Saved data entries
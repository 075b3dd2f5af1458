//! Build script for tickertape-firmware
//!
//! - Sets up linker search paths for memory.x
//! - Copies the CYW43439 radio blobs into OUT_DIR
//! - Validates ticker.toml at compile time

use std::env;
use std::fs::{self, File};
use std::io::Write;
use std::path::{Path, PathBuf};

/// Blobs the firmware embeds with `include_bytes!`
const RADIO_BLOBS: [&str; 2] = ["43439A0.bin", "43439A0_clm.bin"];

fn main() {
    setup_linker();
    copy_radio_firmware();
    validate_config();
}

/// Set up linker search paths for memory.x
fn setup_linker() {
    let out_dir = PathBuf::from(env::var("OUT_DIR").unwrap());

    let memory_x = include_bytes!("memory.x");
    let mut f = File::create(out_dir.join("memory.x")).unwrap();
    f.write_all(memory_x).unwrap();

    println!("cargo:rustc-link-search={}", out_dir.display());

    println!("cargo:rerun-if-changed=memory.x");
    println!("cargo:rerun-if-changed=build.rs");
}

/// Copy the radio firmware from `CYW43_FIRMWARE_DIR` (the `cyw43-firmware`
/// directory of the embassy repository)
fn copy_radio_firmware() {
    println!("cargo:rerun-if-env-changed=CYW43_FIRMWARE_DIR");

    let out_dir = PathBuf::from(env::var("OUT_DIR").unwrap());
    let source = match env::var("CYW43_FIRMWARE_DIR") {
        Ok(dir) => PathBuf::from(dir),
        Err(_) => {
            panic!(
                "\n\
                ╔══════════════════════════════════════════════════════════════════╗\n\
                ║  ERROR: CYW43_FIRMWARE_DIR is not set                            ║\n\
                ║                                                                  ║\n\
                ║  Point it at a directory holding 43439A0.bin and                 ║\n\
                ║  43439A0_clm.bin (embassy-rs/embassy, cyw43-firmware/).          ║\n\
                ╚══════════════════════════════════════════════════════════════════╝\n"
            );
        }
    };

    for blob in RADIO_BLOBS {
        let from = source.join(blob);
        println!("cargo:rerun-if-changed={}", from.display());
        if let Err(e) = fs::copy(&from, out_dir.join(blob)) {
            panic!(
                "\n\
                ╔══════════════════════════════════════════════════════════════════╗\n\
                ║  ERROR: Failed to copy radio firmware                            ║\n\
                ║                                                                  ║\n\
                ║  File:  {:<56} ║\n\
                ║  Error: {:<56} ║\n\
                ╚══════════════════════════════════════════════════════════════════╝\n",
                blob, e
            );
        }
    }
}

/// Validate ticker.toml configuration at compile time
fn validate_config() {
    println!("cargo:rerun-if-changed=ticker.toml");

    let config_path = Path::new("ticker.toml");

    if !config_path.exists() {
        panic!(
            "\n\
            ╔══════════════════════════════════════════════════════════════════╗\n\
            ║  ERROR: ticker.toml not found!                                   ║\n\
            ║                                                                  ║\n\
            ║  The firmware embeds ticker.toml at build time.                  ║\n\
            ║  Please create one in the tickertape-firmware directory.         ║\n\
            ╚══════════════════════════════════════════════════════════════════╝\n"
        );
    }

    let config_content = match fs::read_to_string(config_path) {
        Ok(content) => content,
        Err(e) => {
            panic!(
                "\n\
                ╔══════════════════════════════════════════════════════════════════╗\n\
                ║  ERROR: Failed to read ticker.toml                               ║\n\
                ║                                                                  ║\n\
                ║  Error: {:<56} ║\n\
                ╚══════════════════════════════════════════════════════════════════╝\n",
                e
            );
        }
    };

    let config: toml::Value = match toml::from_str(&config_content) {
        Ok(value) => value,
        Err(e) => {
            let error_msg = e.to_string();
            panic!(
                "\n\
                ╔══════════════════════════════════════════════════════════════════╗\n\
                ║  ERROR: Invalid TOML syntax in ticker.toml                       ║\n\
                ╠══════════════════════════════════════════════════════════════════╣\n\
                ║                                                                  ║\n\
                {}\n\
                ║                                                                  ║\n\
                ╚══════════════════════════════════════════════════════════════════╝\n",
                format_error_lines(&error_msg)
            );
        }
    };

    let mut errors = Vec::new();
    validate_wifi(&config, &mut errors);
    validate_feed(&config, &mut errors);
    validate_scan(&config, &mut errors);
    validate_ui(&config, &mut errors);
    report_errors(&errors);

    println!("cargo:warning=ticker.toml validated successfully");
}

/// Format error message lines with box drawing
fn format_error_lines(msg: &str) -> String {
    msg.lines()
        .map(|line| {
            let truncated = if line.len() > 64 {
                format!("{}...", &line[..61])
            } else {
                line.to_string()
            };
            format!("║  {:<64} ║", truncated)
        })
        .collect::<Vec<_>>()
        .join("\n")
}

fn report_errors(errors: &[String]) {
    if errors.is_empty() {
        return;
    }
    panic!(
        "\n\
        ╔══════════════════════════════════════════════════════════════════╗\n\
        ║  ERROR: ticker.toml validation failed                            ║\n\
        ╠══════════════════════════════════════════════════════════════════╣\n\
        {}\n\
        ╚══════════════════════════════════════════════════════════════════╝\n",
        errors
            .iter()
            .map(|e| format!("║  • {:<62} ║", e))
            .collect::<Vec<_>>()
            .join("\n")
    );
}

fn section<'a>(config: &'a toml::Value, name: &str) -> Option<&'a toml::Value> {
    config.get(name)
}

/// Non-empty string of at most `max` bytes
fn check_string(table: &toml::Value, key: &str, max: usize, path: &str, errors: &mut Vec<String>) {
    match table.get(key) {
        Some(toml::Value::String(s)) if s.is_empty() => {
            errors.push(format!("{}.{} must not be empty", path, key));
        }
        Some(toml::Value::String(s)) if s.len() > max => {
            errors.push(format!("{}.{} longer than {} bytes", path, key, max));
        }
        Some(toml::Value::String(_)) => {}
        Some(_) => errors.push(format!("{}.{} must be a string", path, key)),
        None => errors.push(format!("Missing {}.{}", path, key)),
    }
}

/// Optional positive integer that fits in `max`
fn check_positive(table: &toml::Value, key: &str, max: i64, path: &str, errors: &mut Vec<String>) {
    match table.get(key) {
        None => {}
        Some(toml::Value::Integer(n)) if *n > 0 && *n <= max => {}
        Some(toml::Value::Integer(n)) => {
            errors.push(format!("{}.{} = {} out of range 1..={}", path, key, n, max));
        }
        Some(_) => errors.push(format!("{}.{} must be an integer", path, key)),
    }
}

fn validate_wifi(config: &toml::Value, errors: &mut Vec<String>) {
    let Some(wifi) = section(config, "wifi") else {
        errors.push("Missing [wifi] section".to_string());
        return;
    };

    check_string(wifi, "ssid", 32, "wifi", errors);
    let passphrase = wifi.get("passphrase").or_else(|| wifi.get("password"));
    if let Some(toml::Value::String(p)) = passphrase {
        if !p.is_empty() && !(8..=64).contains(&p.len()) {
            errors.push("wifi.passphrase must be 8..=64 bytes (or empty for open)".to_string());
        }
    }
    check_positive(wifi, "connect_timeout_ms", u32::MAX as i64, "wifi", errors);
    check_positive(wifi, "poll_interval_ms", u32::MAX as i64, "wifi", errors);
}

fn validate_feed(config: &toml::Value, errors: &mut Vec<String>) {
    let Some(feed) = section(config, "feed") else {
        errors.push("Missing [feed] section".to_string());
        return;
    };

    check_string(feed, "api_token", 48, "feed", errors);

    match feed.get("symbols") {
        None => {}
        Some(toml::Value::Array(symbols)) => {
            if symbols.is_empty() || symbols.len() > 8 {
                errors.push(format!("feed.symbols has {} entries, need 1..=8", symbols.len()));
            }
            for symbol in symbols {
                match symbol.as_str() {
                    Some(s) if !s.is_empty() && s.len() <= 8 => {}
                    _ => errors.push(format!("feed.symbols entry {} is not a 1..=8 char string", symbol)),
                }
            }
        }
        Some(_) => errors.push("feed.symbols must be an array".to_string()),
    }

    check_positive(feed, "fetch_interval_ms", u32::MAX as i64, "feed", errors);
    check_positive(feed, "request_timeout_ms", u32::MAX as i64, "feed", errors);
    if let Some(throttle) = feed.get("throttle_ms") {
        if !matches!(throttle.as_integer(), Some(n) if (0..=u32::MAX as i64).contains(&n)) {
            errors.push("feed.throttle_ms must be a non-negative integer".to_string());
        }
    }
}

fn validate_scan(config: &toml::Value, errors: &mut Vec<String>) {
    let Some(scan) = section(config, "scan") else {
        return;
    };

    check_positive(scan, "rescan_interval_ms", u32::MAX as i64, "scan", errors);
    check_positive(scan, "per_channel_ms", u16::MAX as i64, "scan", errors);
    check_positive(scan, "settle_ms", u32::MAX as i64, "scan", errors);
    check_positive(scan, "max_results", 10, "scan", errors);
}

fn validate_ui(config: &toml::Value, errors: &mut Vec<String>) {
    let Some(ui) = section(config, "ui") else {
        return;
    };

    match ui.get("frame_delays_ms") {
        None => {}
        Some(toml::Value::Array(delays)) => {
            if delays.len() != 5 {
                errors.push(format!("ui.frame_delays_ms needs 5 entries, has {}", delays.len()));
            }
            if delays.iter().any(|d| !matches!(d.as_integer(), Some(n) if n > 0)) {
                errors.push("ui.frame_delays_ms entries must be positive integers".to_string());
            }
        }
        Some(_) => errors.push("ui.frame_delays_ms must be an array".to_string()),
    }

    check_positive(ui, "retrigger_ms", u32::MAX as i64, "ui", errors);
    check_positive(ui, "debounce_ms", u32::MAX as i64, "ui", errors);
    check_positive(ui, "fallback_frame_ms", u32::MAX as i64, "ui", errors);
    if let Some(v) = ui.get("button_active_low") {
        if !v.is_bool() {
            errors.push("ui.button_active_low must be true or false".to_string());
        }
    }
}
//! SSD1306 OLED Display Driver
//!
//! Driver for 128x64 SSD1306-based OLED displays via I2C. Drawing goes to
//! the local frame buffer; `flush` sends it page by page.

use embedded_graphics::mono_font::ascii::{FONT_5X8, FONT_9X15};
use embedded_graphics::mono_font::{MonoFont, MonoTextStyle};
use embedded_graphics::pixelcolor::BinaryColor;
use embedded_graphics::prelude::*;
use embedded_graphics::primitives::{PrimitiveStyle, Rectangle};
use embedded_graphics::text::{Baseline, Text};
use embedded_hal_async::i2c::I2c;

use tickertape_core::traits::{Ink, Surface, SurfaceError, TextSize};

use crate::frame::{FrameBuffer, HEIGHT, PAGES, WIDTH};

/// SSD1306 I2C address (0x3C, or 0x3D with SA0 high)
pub const DEFAULT_ADDRESS: u8 = 0x3C;

/// SSD1306 commands
mod cmd {
    pub const DISPLAY_OFF: u8 = 0xAE;
    pub const DISPLAY_ON: u8 = 0xAF;
    pub const SET_CONTRAST: u8 = 0x81;
    pub const RESUME_RAM: u8 = 0xA4;
    pub const SET_NORMAL: u8 = 0xA6;
    pub const SET_MEMORY_MODE: u8 = 0x20;
    pub const SET_DISPLAY_OFFSET: u8 = 0xD3;
    pub const SET_COM_PINS: u8 = 0xDA;
    pub const SET_VCOM_DETECT: u8 = 0xDB;
    pub const SET_CLOCK_DIV: u8 = 0xD5;
    pub const SET_PRECHARGE: u8 = 0xD9;
    pub const SET_MUX_RATIO: u8 = 0xA8;
    pub const SET_LOW_COLUMN: u8 = 0x00;
    pub const SET_HIGH_COLUMN: u8 = 0x10;
    pub const SET_PAGE_ADDR: u8 = 0xB0;
    pub const SET_START_LINE: u8 = 0x40;
    pub const SET_SEG_REMAP: u8 = 0xA1;
    pub const SET_COM_SCAN_DEC: u8 = 0xC8;
    pub const SET_CHARGE_PUMP: u8 = 0x8D;
}

/// Control byte prefixes
const CONTROL_COMMAND: u8 = 0x00;
const CONTROL_DATA: u8 = 0x40;

/// Driver errors
#[derive(Debug, Clone, Copy, PartialEq, Eq)]
#[cfg_attr(feature = "defmt", derive(defmt::Format))]
pub enum OledError {
    /// I2C transfer failed
    Communication,
    /// Flush attempted before `init`
    NotInitialized,
}

impl From<OledError> for SurfaceError {
    fn from(e: OledError) -> Self {
        match e {
            OledError::Communication => SurfaceError::Communication,
            OledError::NotInitialized => SurfaceError::NotInitialized,
        }
    }
}

fn font(size: TextSize) -> &'static MonoFont<'static> {
    match size {
        TextSize::Small => &FONT_5X8,
        TextSize::Large => &FONT_9X15,
    }
}

/// SSD1306 OLED driver
pub struct Ssd1306<I2C> {
    i2c: I2C,
    address: u8,
    frame: FrameBuffer,
    text_size: TextSize,
    initialized: bool,
}

impl<I2C: I2c> Ssd1306<I2C> {
    /// Create a new SSD1306 driver
    pub fn new(i2c: I2C, address: u8) -> Self {
        Self {
            i2c,
            address,
            frame: FrameBuffer::new(),
            text_size: TextSize::Small,
            initialized: false,
        }
    }

    /// Initialize the display
    pub async fn init(&mut self) -> Result<(), OledError> {
        let init_cmds: &[u8] = &[
            cmd::DISPLAY_OFF,
            cmd::SET_CLOCK_DIV,
            0x80, // Default clock
            cmd::SET_MUX_RATIO,
            (HEIGHT - 1) as u8,
            cmd::SET_DISPLAY_OFFSET,
            0x00,
            cmd::SET_START_LINE,
            cmd::SET_CHARGE_PUMP,
            0x14, // Enable charge pump
            cmd::SET_MEMORY_MODE,
            0x02,                  // Page addressing
            cmd::SET_SEG_REMAP,    // Flip horizontally
            cmd::SET_COM_SCAN_DEC, // Flip vertically
            cmd::SET_COM_PINS,
            0x12, // Alternative COM config
            cmd::SET_CONTRAST,
            0xCF,
            cmd::SET_PRECHARGE,
            0xF1,
            cmd::SET_VCOM_DETECT,
            0x40,
            cmd::RESUME_RAM,
            cmd::SET_NORMAL,
            cmd::DISPLAY_ON,
        ];

        for &c in init_cmds {
            self.command(c).await?;
        }

        self.initialized = true;
        Ok(())
    }

    /// Send a command to the display
    async fn command(&mut self, cmd: u8) -> Result<(), OledError> {
        self.i2c
            .write(self.address, &[CONTROL_COMMAND, cmd])
            .await
            .map_err(|_| OledError::Communication)
    }

    /// Flush the frame buffer to the display
    pub async fn flush(&mut self) -> Result<(), OledError> {
        if !self.initialized {
            return Err(OledError::NotInitialized);
        }

        for page in 0..PAGES {
            self.command(cmd::SET_PAGE_ADDR | page as u8).await?;
            self.command(cmd::SET_LOW_COLUMN).await?;
            self.command(cmd::SET_HIGH_COLUMN).await?;

            let mut data = [0u8; WIDTH + 1];
            data[0] = CONTROL_DATA;
            data[1..].copy_from_slice(self.frame.page(page));
            self.i2c
                .write(self.address, &data)
                .await
                .map_err(|_| OledError::Communication)?;
        }

        Ok(())
    }

    /// Off-screen buffer
    pub fn frame(&self) -> &FrameBuffer {
        &self.frame
    }
}

impl<I2C: I2c> Surface for Ssd1306<I2C> {
    fn size(&self) -> (u16, u16) {
        (WIDTH as u16, HEIGHT as u16)
    }

    fn glyph_size(&self, size: TextSize) -> (u16, u16) {
        let font = font(size);
        (
            (font.character_size.width + font.character_spacing) as u16,
            font.character_size.height as u16,
        )
    }

    fn set_text_size(&mut self, size: TextSize) {
        self.text_size = size;
    }

    fn fill_rect(&mut self, x: i32, y: i32, width: u16, height: u16, ink: Ink) {
        let color = match ink {
            Ink::On => BinaryColor::On,
            Ink::Off => BinaryColor::Off,
        };
        let _ = Rectangle::new(Point::new(x, y), Size::new(width as u32, height as u32))
            .into_styled(PrimitiveStyle::with_fill(color))
            .draw(&mut self.frame);
    }

    fn draw_text(&mut self, x: i32, y: i32, text: &str) {
        let style = MonoTextStyle::new(font(self.text_size), BinaryColor::On);
        let _ = Text::with_baseline(text, Point::new(x, y), style, Baseline::Top).draw(&mut self.frame);
    }

    fn clear(&mut self) {
        self.frame.clear();
    }

    async fn present(&mut self) -> Result<(), SurfaceError> {
        self.flush().await.map_err(SurfaceError::from)
    }
}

## Your instructions
Output only an exact transcription of the lines above from the one with "pub const SET_DISPLAY_OFFSET: u8 = 0xD3;" up to and including the one with "#[derive(Debug, Clone, Copy, PartialEq, Eq)]".

## Reply to the task
    pub const SET_DISPLAY_OFFSET: u8 = 0xD3;
    pub const SET_COM_PINS: u8 = 0xDA;
    pub const SET_VCOM_DETECT: u8 = 0xDB;
    pub const SET_CLOCK_DIV: u8 = 0xD5;
    pub const SET_PRECHARGE: u8 = 0xD9;
    pub const SET_MUX_RATIO: u8 = 0xA8;
    pub const SET_LOW_COLUMN: u8 = 0x00;
    pub const SET_HIGH_COLUMN: u8 = 0x10;
    pub const SET_PAGE_ADDR: u8 = 0xB0;
    pub const SET_START_LINE: u8 = 0x40;
    pub const SET_SEG_REMAP: u8 = 0xA1;
    pub const SET_COM_SCAN_DEC: u8 = 0xC8;
    pub const SET_CHARGE_PUMP: u8 = 0x8D;
}

/// Control byte prefixes
const CONTROL_COMMAND: u8 = 0x00;
const CONTROL_DATA: u8 = 0x40;

/// Driver errors
#[derive(Debug, Clone, Copy, PartialEq, Eq)]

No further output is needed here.